Assignment
Return verbatim the line containing "impl ActiveModelBehavior for" together with all lines that follow it, through the end of the records.

━━━━━ Given information

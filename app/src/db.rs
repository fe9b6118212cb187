use crate::error::{AppError, Result};
use sea_orm::{Database, DatabaseConnection};

pub async fn init_database(database_url: &str) -> Result<DatabaseConnection> {
    Database::connect(database_url)
        .await
        .map_err(|e| AppError::Config(format!("Failed to connect to database: {e}")))
}
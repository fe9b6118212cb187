use sea_orm::entity::prelude::*;
use serde::Serialize;

#[derive(Clone, Debug, PartialEq, Eq, DeriveEntityModel, Serialize)]
#[sea_orm(table_name = "users")]
#[serde(rename_all = "camelCase")]
pub struct Model {
    #[sea_orm(primary_key, auto_increment = false)]
    pub id: Uuid,
    #[sea_orm(unique)]
    pub email: String,
    pub name: String,
    #[serde(skip_serializing)]
    pub password_hash: String,
    pub created_at: DateTimeUtc,
}

#[derive(Copy, Clone, Debug, EnumIter, DeriveRelation)]
pub enum Relation {
    #[sea_orm(has_many = "super::sessions::Entity")]
    Sessions,
}

impl Related<super::sessions::Entity> for Entity {
    fn to() -> RelationDef {
        Relation::Sessions.def()
    }
}

impl ActiveModelBehavior for ActiveModel {}
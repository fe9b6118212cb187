//! Server library module.
//!
//! Exposes the router and its middleware so the binary and the
//! integration tests build the same application.

pub mod cache;
pub mod error;
pub mod routes;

━━━━━━━━━━

Result below
impl ActiveModelBehavior for ActiveModel {}
repository fe9b6118212cb187
//! Server library module.
//!
//! Exposes the router and its middleware so the binary and the
//! integration tests build the same application.

pub mod cache;
pub mod error;
pub mod routes;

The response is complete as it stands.